Children write welcoming messages to aliens

“Dear Aliens. We study you. Do you take that personally?”

“If you don’t want to be called aliens then tell us.”

“I am from Earth. It’s as vivid as a comet. My huge, beautiful planet has water, land, and an atmosphere.”

“This is how we look like. We have hair. Hair is like strings hanging out my head.”

“Do you celebrate any special alien events?”

“Have you heard of school?”

“Everybody on earth comes in peace. Please do not eat all of us. If you do, you won’t have anything to eat.”

Those were a few of the questions and bits of information about Earth from the hundreds of letters written by kindergarteners, middle school and high school students who live in metropolitan Phoenix and entered an intergalactic-focused writing contest launched by the Arizona State University Origins Project as part of its science and culture festival.

Children were invited to craft a short message to an extraterrestrial intelligent life form. Winners from different grade categories were selected this week and will be recognized at a special event April 9 at 1 p.m., on the ASU Tempe campus, in Design Center North Room 60 (CDN 60). At that time, a message containing 144 characters based the overall winning entry will be sent into space via a moonbounce.
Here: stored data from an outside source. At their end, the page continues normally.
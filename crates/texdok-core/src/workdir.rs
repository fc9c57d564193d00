//! Disposable per-call working directories
//!
//! The toolchain writes auxiliary files next to its input, so every compile
//! call gets a directory of its own. Names combine the process id with a
//! process-wide counter, and creation never reuses an existing directory,
//! so concurrent calls in one process or across processes sharing a temp
//! root cannot collide.

use std::fs;
use std::io;
use std::path::{Path, PathBuf};
use std::sync::atomic::{AtomicU64, Ordering};

static COUNTER: AtomicU64 = AtomicU64::new(0);

const PREFIX: &str = "texdok";

/// A uniquely named directory removed when dropped
#[derive(Debug)]
pub struct WorkDir {
    path: PathBuf,
}

impl WorkDir {
    /// Create a fresh directory under `root`
    ///
    /// Names that already exist are skipped by moving on to the next
    /// counter value.
    pub fn create_in(root: &Path) -> io::Result<Self> {
        let pid = std::process::id();
        loop {
            let n = COUNTER.fetch_add(1, Ordering::Relaxed);
            let path = root.join(format!("{PREFIX}{pid}_{n}"));
            match fs::create_dir(&path) {
                Ok(()) => return Ok(Self { path }),
                Err(e) if e.kind() == io::ErrorKind::AlreadyExists => continue,
                Err(e) => return Err(e),
            }
        }
    }

    pub fn path(&self) -> &Path {
        &self.path
    }

    /// Path of a file inside the directory
    pub fn join(&self, name: impl AsRef<Path>) -> PathBuf {
        self.path.join(name)
    }
}

impl Drop for WorkDir {
    fn drop(&mut self) {
        match fs::remove_dir_all(&self.path) {
            Ok(()) => log::trace!("Removed {}", self.path.display()),
            Err(e) => log::warn!("Failed to remove {}: {}", self.path.display(), e),
        }
    }
}
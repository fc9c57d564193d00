//! Output formats and format resolution
//!
//! Decides which document format a call produces and which toolchain
//! program builds it. Precedence is fixed: an explicit format wins, then the
//! extension of the output name, then an output name that is itself a format
//! keyword (legacy single-argument usage), and anything else is an error.

use std::fmt;
use std::path::{Path, PathBuf};
use std::str::FromStr;

use serde::{Deserialize, Serialize};

use crate::error::{Result, TexdokError};
use crate::programs::ProgramPaths;

/// Documents the toolchain can produce
#[derive(Debug, Clone, Copy, PartialEq, Eq, Hash, Serialize, Deserialize)]
#[serde(rename_all = "lowercase")]
pub enum Format {
    /// PDF via pdflatex
    Pdf,
    /// PostScript via latex and dvips
    Ps,
    /// DVI via latex
    Dvi,
}

impl Format {
    /// Lowercase format keyword, also the produced file's extension
    pub fn extension(&self) -> &'static str {
        match self {
            Self::Pdf => "pdf",
            Self::Ps => "ps",
            Self::Dvi => "dvi",
        }
    }

    /// Name of the program that typesets the source for this format
    pub fn program(&self) -> &'static str {
        match self {
            Self::Pdf => "pdflatex",
            Self::Ps | Self::Dvi => "latex",
        }
    }

    /// Whether the DVI output has to be converted by dvips afterwards
    pub fn needs_dvips(&self) -> bool {
        matches!(self, Self::Ps)
    }

    /// Case-insensitive keyword lookup
    pub fn from_keyword(keyword: &str) -> Option<Self> {
        Self::all()
            .iter()
            .copied()
            .find(|f| f.extension().eq_ignore_ascii_case(keyword))
    }

    pub fn all() -> &'static [Format] {
        &[Self::Pdf, Self::Ps, Self::Dvi]
    }
}

impl fmt::Display for Format {
    fn fmt(&self, f: &mut fmt::Formatter<'_>) -> fmt::Result {
        write!(f, "{}", self.extension())
    }
}

impl FromStr for Format {
    type Err = TexdokError;

    fn from_str(s: &str) -> std::result::Result<Self, Self::Err> {
        Self::from_keyword(s).ok_or_else(|| TexdokError::InvalidFormat {
            format: s.to_string(),
        })
    }
}

/// Everything a compile call needs to know about what to run
#[derive(Debug, Clone, PartialEq, Eq)]
pub struct ResolvedJob {
    pub format: Format,
    /// `pdflatex` or `latex`
    pub program: &'static str,
    pub program_path: Option<PathBuf>,
    /// Only resolved for PostScript output
    pub dvips_path: Option<PathBuf>,
    /// Output name relative to the output root, if the document is to be
    /// written to a file rather than returned
    pub destination: Option<String>,
}

impl ResolvedJob {
    /// Fail unless every program the job runs has a configured path
    pub fn check_programs(&self) -> Result<()> {
        self.program_path()?;
        if self.format.needs_dvips() {
            self.dvips_path()?;
        }
        Ok(())
    }

    /// Configured path of the typesetting program
    pub fn program_path(&self) -> Result<&Path> {
        configured(self.program_path.as_deref(), self.program)
    }

    /// Configured path of dvips
    pub fn dvips_path(&self) -> Result<&Path> {
        configured(self.dvips_path.as_deref(), "dvips")
    }
}

fn configured<'a>(path: Option<&'a Path>, program: &str) -> Result<&'a Path> {
    path.filter(|p| !p.as_os_str().is_empty())
        .ok_or_else(|| TexdokError::ProgramNotFound {
            program: program.to_string(),
        })
}

/// Resolve the format, program and destination of a call
pub fn resolve(
    format: Option<&str>,
    output: Option<&str>,
    programs: &ProgramPaths,
) -> Result<ResolvedJob> {
    let (format, destination) = match (format, output) {
        (Some(format), output) => (format.parse::<Format>()?, output.map(str::to_string)),
        (None, Some(output)) => infer_from_output(output)?,
        (None, None) => return Err(TexdokError::FormatNotSpecified),
    };

    Ok(ResolvedJob {
        format,
        program: format.program(),
        program_path: programs.for_program(format.program()).cloned(),
        dvips_path: if format.needs_dvips() {
            programs.dvips.clone()
        } else {
            None
        },
        destination,
    })
}

fn infer_from_output(output: &str) -> Result<(Format, Option<String>)> {
    if let Some(format) = output
        .rsplit_once('.')
        .and_then(|(_, ext)| Format::from_keyword(ext))
    {
        return Ok((format, Some(output.to_string())));
    }

    // Legacy form: `latex("pdf")` names the format, not a file
    if let Some(format) = Format::from_keyword(output) {
        return Ok((format, None));
    }

    Err(TexdokError::UnresolvableFormat {
        output: output.to_string(),
    })
}

#[cfg(test)]
mod tests {
    use super::*;

    fn all_programs() -> ProgramPaths {
        ProgramPaths {
            latex: Some(PathBuf::from("/usr/bin/latex")),
            pdflatex: Some(PathBuf::from("/usr/bin/pdflatex")),
            dvips: Some(PathBuf::from("/usr/bin/dvips")),
        }
    }

    #[test]
    fn test_explicit_format_selects_program() {
        let programs = all_programs();
        for (keyword, program) in [
            ("pdf", "pdflatex"),
            ("PS", "latex"),
            ("Dvi", "latex"),
        ] {
            let job = resolve(Some(keyword), None, &programs).unwrap();
            assert_eq!(job.program, program);
            assert_eq!(job.destination, None);
        }
    }

    #[test]
    fn test_ps_carries_dvips_path() {
        let programs = all_programs();
        let ps = resolve(Some("ps"), None, &programs).unwrap();
        assert_eq!(ps.dvips_path, Some(PathBuf::from("/usr/bin/dvips")));

        let pdf = resolve(Some("pdf"), None, &programs).unwrap();
        assert_eq!(pdf.dvips_path, None);
    }

    #[test]
    fn test_extension_matches_explicit_format() {
        let programs = all_programs();
        for format in Format::all() {
            let name = format!("report.{}", format.extension().to_uppercase());
            let inferred = resolve(None, Some(&name), &programs).unwrap();
            let explicit = resolve(Some(format.extension()), None, &programs).unwrap();
            assert_eq!(inferred.format, explicit.format);
            assert_eq!(inferred.program, explicit.program);
            assert_eq!(inferred.destination.as_deref(), Some(name.as_str()));
        }
    }

    #[test]
    fn test_extension_is_case_insensitive() {
        let programs = all_programs();
        let upper = resolve(None, Some("EXAMPLE.PDF"), &programs).unwrap();
        let lower = resolve(None, Some("example.pdf"), &programs).unwrap();
        assert_eq!(upper.format, lower.format);
        assert_eq!(upper.program, lower.program);
    }

    #[test]
    fn test_bare_keyword_output_clears_destination() {
        let programs = all_programs();
        let job = resolve(None, Some("pdf"), &programs).unwrap();
        assert_eq!(job.format, Format::Pdf);
        assert_eq!(job.destination, None);

        let job = resolve(None, Some("PS"), &programs).unwrap();
        assert_eq!(job.format, Format::Ps);
        assert_eq!(job.destination, None);
    }

    #[test]
    fn test_unresolvable_output() {
        let programs = all_programs();
        for output in ["example.txt", "example", "pdf.doc"] {
            let err = resolve(None, Some(output), &programs).unwrap_err();
            assert!(
                matches!(err, TexdokError::UnresolvableFormat { output: ref o } if o == output),
                "unexpected error for {output}: {err:?}"
            );
        }
    }

    #[test]
    fn test_nothing_specified() {
        let err = resolve(None, None, &all_programs()).unwrap_err();
        assert!(matches!(err, TexdokError::FormatNotSpecified));
    }

    #[test]
    fn test_invalid_format_ignores_output() {
        let programs = all_programs();
        let err = resolve(Some("nonsense"), Some("example.pdf"), &programs).unwrap_err();
        assert!(matches!(err, TexdokError::InvalidFormat { ref format } if format == "nonsense"));
    }

    #[test]
    fn test_explicit_format_keeps_output_as_destination() {
        let job = resolve(Some("dvi"), Some("out/book.pdf"), &all_programs()).unwrap();
        assert_eq!(job.format, Format::Dvi);
        assert_eq!(job.destination.as_deref(), Some("out/book.pdf"));
    }

    #[test]
    fn test_check_programs() {
        let missing = ProgramPaths {
            latex: Some(PathBuf::from("/usr/bin/latex")),
            pdflatex: None,
            dvips: Some(PathBuf::new()),
        };

        let err = resolve(None, Some("example.pdf"), &missing)
            .unwrap()
            .check_programs()
            .unwrap_err();
        assert!(matches!(err, TexdokError::ProgramNotFound { ref program } if program == "pdflatex"));

        let err = resolve(None, Some("example.ps"), &missing)
            .unwrap()
            .check_programs()
            .unwrap_err();
        assert!(matches!(err, TexdokError::ProgramNotFound { ref program } if program == "dvips"));

        assert!(resolve(Some("dvi"), None, &missing)
            .unwrap()
            .check_programs()
            .is_ok());
    }

    #[test]
    fn test_format_properties() {
        assert_eq!("PDF".parse::<Format>().unwrap(), Format::Pdf);
        assert_eq!(Format::Ps.to_string(), "ps");
        assert!(Format::Ps.needs_dvips());
        assert!(!Format::Dvi.needs_dvips());
    }
}
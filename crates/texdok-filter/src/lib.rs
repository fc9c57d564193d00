//! Template engine filters for texdok
//!
//! This crate exposes the texdok document compiler as a named filter of a
//! host template engine. A template renders LaTeX text, the filter runs the
//! toolchain on it, and the host receives either the finished document or
//! nothing when the document was written to a file.
//!
//! # Example
//!
//! ```ignore
//! use tera::Tera;
//! use texdok_core::Settings;
//!
//! let mut tera = Tera::default();
//! texdok_filter::register_all(&mut tera, &Settings::default().with_detected_programs());
//!
//! tera.add_raw_template("letter.tex", r#"
//! {% filter latex(output="letter.pdf") %}
//! \documentclass{letter}
//! \begin{document}Dear {{ name | latex_encode }},\end{document}
//! {% endfilter %}
//! "#)?;
//! ```

mod escape;
mod tera_host;

use texdok_core::{Compiler, FilterConfig, Result, Settings};

pub use escape::latex_encode;
pub use tera_host::TeraDocumentFilter;

/// Name the document filter is registered under unless told otherwise
pub const DEFAULT_FILTER_NAME: &str = "latex";

/// Name of the LaTeX escaping companion filter
pub const ENCODE_FILTER_NAME: &str = "latex_encode";

/// Crate version
pub const VERSION: &str = env!("CARGO_PKG_VERSION");

/// A template engine that can receive texdok filters
pub trait FilterHost {
    /// Register the document filter under `name`
    fn register_document_filter(&mut self, name: &str, filter: DocumentFilter);

    /// Register the LaTeX escaping filter under `name`
    fn register_encode_filter(&mut self, name: &str);
}

/// Arguments of a single filter call, as the host passed them
#[derive(Debug, Clone, Default, PartialEq, Eq)]
pub struct FilterArgs {
    /// Positional arguments; the first one is a destination file name
    pub positional: Vec<String>,
    /// Named arguments
    pub named: FilterConfig,
}

impl FilterArgs {
    pub fn new() -> Self {
        Self::default()
    }

    /// Call with named arguments only
    pub fn named(named: FilterConfig) -> Self {
        Self {
            positional: Vec::new(),
            named,
        }
    }

    /// Legacy call syntax: `latex("report.pdf")`
    pub fn destination(output: impl Into<String>) -> Self {
        Self {
            positional: vec![output.into()],
            named: FilterConfig::default(),
        }
    }

    /// The call-time overrides these arguments describe
    ///
    /// A positional destination is used only when no named `output` is
    /// given.
    pub fn into_overrides(self) -> FilterConfig {
        let mut overrides = self.named;
        let mut positional = self.positional.into_iter();
        if overrides.output.is_none() {
            overrides.output = positional.next();
        }
        let ignored: Vec<String> = positional.collect();
        if !ignored.is_empty() {
            log::debug!("Ignoring extra positional arguments: {:?}", ignored);
        }
        overrides
    }
}

/// The document filter bound to its registration-time defaults
#[derive(Debug, Clone)]
pub struct DocumentFilter {
    defaults: FilterConfig,
    compiler: Compiler,
}

impl DocumentFilter {
    pub fn new(defaults: FilterConfig, compiler: Compiler) -> Self {
        Self { defaults, compiler }
    }

    /// Filter bound to a snapshot of `settings`
    pub fn from_settings(settings: &Settings) -> Self {
        let mut compiler = Compiler::new();
        if let Some(root) = &settings.output_path {
            compiler = compiler.with_output_root(root);
        }
        Self::new(settings.filter_defaults(), compiler)
    }

    /// Same filter with `overrides` applied on top of its defaults
    pub fn with_defaults(mut self, overrides: &FilterConfig) -> Self {
        self.defaults = self.defaults.merged_with(overrides);
        self
    }

    /// Defaults captured when the filter was registered
    pub fn defaults(&self) -> &FilterConfig {
        &self.defaults
    }

    pub fn compiler(&self) -> &Compiler {
        &self.compiler
    }

    /// Merge the call's arguments over the defaults and compile `text`
    ///
    /// Returns the document bytes, or an empty vector when the document was
    /// written to a destination.
    pub fn apply(&self, text: &[u8], args: FilterArgs) -> Result<Vec<u8>> {
        let config = self.defaults.merged_with(&args.into_overrides());
        if config.is_debug() {
            log::debug!("latex filter called with {:?}", config);
        }
        self.compiler.compile(text, &config)
    }
}

/// Register the document filter with `host`
///
/// The filter captures a snapshot of `settings` (program paths, default
/// format, output root, debug flag) overlaid with `defaults`. Later changes
/// to `settings` do not reach filters that are already registered.
pub fn register<H: FilterHost + ?Sized>(
    host: &mut H,
    settings: &Settings,
    name: Option<&str>,
    defaults: Option<&FilterConfig>,
) {
    let name = name.unwrap_or(DEFAULT_FILTER_NAME);
    let mut filter = DocumentFilter::from_settings(settings);
    if let Some(defaults) = defaults {
        filter = filter.with_defaults(defaults);
    }

    log::debug!("Registering document filter '{}'", name);
    host.register_document_filter(name, filter);
}

/// Register `latex` and `latex_encode` under their default names
pub fn register_all<H: FilterHost + ?Sized>(host: &mut H, settings: &Settings) {
    register(host, settings, None, None);
    host.register_encode_filter(ENCODE_FILTER_NAME);
}
//! LaTeX to document compiler
//!
//! Runs the external toolchain on LaTeX text inside a disposable working
//! directory and hands back the produced document, either as bytes or as a
//! file under the output root.
//!
//! The working directory is given to each child process; the calling
//! process's own working directory is never changed, so compile calls can
//! run concurrently.

use std::fs;
use std::io;
use std::path::{Component, Path, PathBuf};
use std::process::{Command, Stdio};

use crate::config::FilterConfig;
use crate::error::{Result, TexdokError};
use crate::format::ResolvedJob;
use crate::logscan;
use crate::workdir::WorkDir;

/// Base name of every file the toolchain reads or writes
pub const SOURCE_NAME: &str = "tt2latex";

// Per-call diagnostics: visible at debug level when the call asks for them
macro_rules! diag {
    ($debug:expr, $($arg:tt)+) => {
        if $debug {
            log::debug!($($arg)+)
        } else {
            log::trace!($($arg)+)
        }
    };
}

/// Compiler for converting LaTeX text to PDF, PostScript or DVI
#[derive(Debug, Clone)]
pub struct Compiler {
    /// Directory destination names are resolved against
    output_root: Option<PathBuf>,
    /// Where working directories are created
    temp_root: PathBuf,
}

impl Default for Compiler {
    fn default() -> Self {
        Self::new()
    }
}

impl Compiler {
    /// Compiler without an output root, using the system temp directory
    pub fn new() -> Self {
        Self {
            output_root: None,
            temp_root: std::env::temp_dir(),
        }
    }

    /// Set the directory that destination names are relative to
    pub fn with_output_root(mut self, root: impl Into<PathBuf>) -> Self {
        self.output_root = Some(root.into());
        self
    }

    /// Create working directories under `root` instead of the system temp
    /// directory
    pub fn with_temp_root(mut self, root: impl Into<PathBuf>) -> Self {
        self.temp_root = root.into();
        self
    }

    pub fn output_root(&self) -> Option<&Path> {
        self.output_root.as_deref()
    }

    /// Compile LaTeX text into a document
    ///
    /// # Arguments
    /// * `text` - Complete LaTeX source, written verbatim
    /// * `config` - Format, destination and program paths for this call
    ///
    /// # Returns
    /// The document bytes, or an empty vector when the document was written
    /// to its destination under the output root
    pub fn compile(&self, text: &[u8], config: &FilterConfig) -> Result<Vec<u8>> {
        check_platform()?;

        let job = config.resolve()?;
        job.check_programs()?;
        let destination = job
            .destination
            .as_deref()
            .map(|name| self.destination_path(name))
            .transpose()?;

        let debug = config.is_debug();
        let workdir = WorkDir::create_in(&self.temp_root)
            .map_err(|source| TexdokError::TempDirCreationFailed { source })?;
        diag!(
            debug,
            "Compiling {} bytes to {} in {}",
            text.len(),
            job.format,
            workdir.path().display()
        );

        let source = workdir.join(format!("{SOURCE_NAME}.tex"));
        fs::write(&source, text).map_err(|source_err| TexdokError::SourceWriteFailed {
            path: source.clone(),
            source: source_err,
        })?;

        self.run_toolchain(&job, &workdir, debug)?;

        // The toolchain succeeded, but a vanished working directory means
        // its output cannot be trusted.
        fs::metadata(workdir.path()).map_err(|source| TexdokError::WorkDirLost {
            path: workdir.path().to_path_buf(),
            source,
        })?;

        let produced = workdir.join(format!("{SOURCE_NAME}.{}", job.format.extension()));

        if let Some(dest) = &destination {
            create_parent(dest)?;
            match fs::rename(&produced, dest) {
                Ok(()) => {
                    diag!(debug, "Moved {} to {}", produced.display(), dest.display());
                    return Ok(Vec::new());
                }
                Err(e) => diag!(
                    debug,
                    "Cannot move {} to {} ({}), copying instead",
                    produced.display(),
                    dest.display(),
                    e
                ),
            }
        }

        let bytes = fs::read(&produced).map_err(|source| TexdokError::OutputReadFailed {
            path: produced.clone(),
            source,
        })?;
        drop(workdir);

        match destination {
            Some(dest) => {
                fs::write(&dest, &bytes).map_err(|source| TexdokError::OutputWriteFailed {
                    path: dest.clone(),
                    source,
                })?;
                diag!(debug, "Wrote {} bytes to {}", bytes.len(), dest.display());
                Ok(Vec::new())
            }
            None => Ok(bytes),
        }
    }

    fn run_toolchain(&self, job: &ResolvedJob, workdir: &WorkDir, debug: bool) -> Result<()> {
        let program_path = job.program_path()?;
        let source = format!("{SOURCE_NAME}.tex");
        let status = run(
            job.program,
            program_path,
            &["-interaction=nonstopmode", source.as_str()],
            workdir.path(),
            debug,
        )?;
        if !status.success() {
            diag!(debug, "{} exited with {}", job.program, status);
            let detail = logscan::read_log_errors(&workdir.join(format!("{SOURCE_NAME}.log")));
            return Err(TexdokError::Toolchain {
                program: job.program.to_string(),
                detail,
            });
        }

        if job.format.needs_dvips() {
            let dvips_path = job.dvips_path()?;
            let status = run("dvips", dvips_path, &[SOURCE_NAME, "-o"], workdir.path(), debug)?;
            if !status.success() {
                diag!(debug, "dvips exited with {}", status);
                return Err(TexdokError::Toolchain {
                    program: "dvips".to_string(),
                    detail: format!("{} {SOURCE_NAME}.dvi failed", dvips_path.display()),
                });
            }
        }

        Ok(())
    }

    /// Destination name joined onto the output root
    ///
    /// Root and prefix components of `name` are dropped, so an absolute name
    /// still lands under the output root.
    fn destination_path(&self, name: &str) -> Result<PathBuf> {
        let root = self.output_root.as_ref().ok_or(TexdokError::OutputPathUnset)?;
        let mut path = root.clone();
        for component in Path::new(name).components() {
            match component {
                Component::Prefix(_) | Component::RootDir | Component::CurDir => {}
                other => path.push(other),
            }
        }
        Ok(path)
    }
}

/// Compile with a default [`Compiler`] and the given output root
pub fn compile(text: &[u8], config: &FilterConfig, output_root: Option<&Path>) -> Result<Vec<u8>> {
    let mut compiler = Compiler::new();
    if let Some(root) = output_root {
        compiler = compiler.with_output_root(root);
    }
    compiler.compile(text, config)
}

fn check_platform() -> Result<()> {
    if cfg!(any(unix, windows)) {
        Ok(())
    } else {
        Err(TexdokError::UnsupportedPlatform {
            os: std::env::consts::OS.to_string(),
        })
    }
}

fn run(
    program: &str,
    path: &Path,
    args: &[&str],
    dir: &Path,
    debug: bool,
) -> Result<std::process::ExitStatus> {
    let path = absolute_program_path(path);
    diag!(debug, "Running {} {} in {}", path.display(), args.join(" "), dir.display());

    Command::new(&path)
        .args(args)
        .current_dir(dir)
        .stdin(Stdio::null())
        .stdout(Stdio::null())
        .stderr(Stdio::null())
        .status()
        .map_err(|source| match source.kind() {
            io::ErrorKind::NotFound => TexdokError::ProgramNotFound {
                program: program.to_string(),
            },
            _ => TexdokError::Spawn {
                program: program.to_string(),
                source,
            },
        })
}

/// Relative paths such as `bin/pdflatex` would otherwise be looked up from
/// the child's working directory. Bare names are left for the `PATH` search.
fn absolute_program_path(path: &Path) -> PathBuf {
    if path.is_relative() && path.components().count() > 1 {
        if let Ok(cwd) = std::env::current_dir() {
            return cwd.join(path);
        }
    }
    path.to_path_buf()
}

fn create_parent(dest: &Path) -> Result<()> {
    match dest.parent() {
        Some(parent) if !parent.as_os_str().is_empty() => {
            fs::create_dir_all(parent).map_err(|source| TexdokError::OutputWriteFailed {
                path: dest.to_path_buf(),
                source,
            })
        }
        _ => Ok(()),
    }
}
Lucy Hawking, the contest creator and a British author and journalist who is the first Origins writer-in-residence at ASU, asked children: “How might we communicate if we made contact with an alien civilization.”

The young epistolary writers took that challenge to heart, according to Hawking.

“The letters we received were amazing," Hawking said. "Some writers described our planet, others described themselves. They wrote about school, transportation, technology, language, including sign language, and jobs. There were pleas for peace and warnings of being armed if the aliens wanted to invade.”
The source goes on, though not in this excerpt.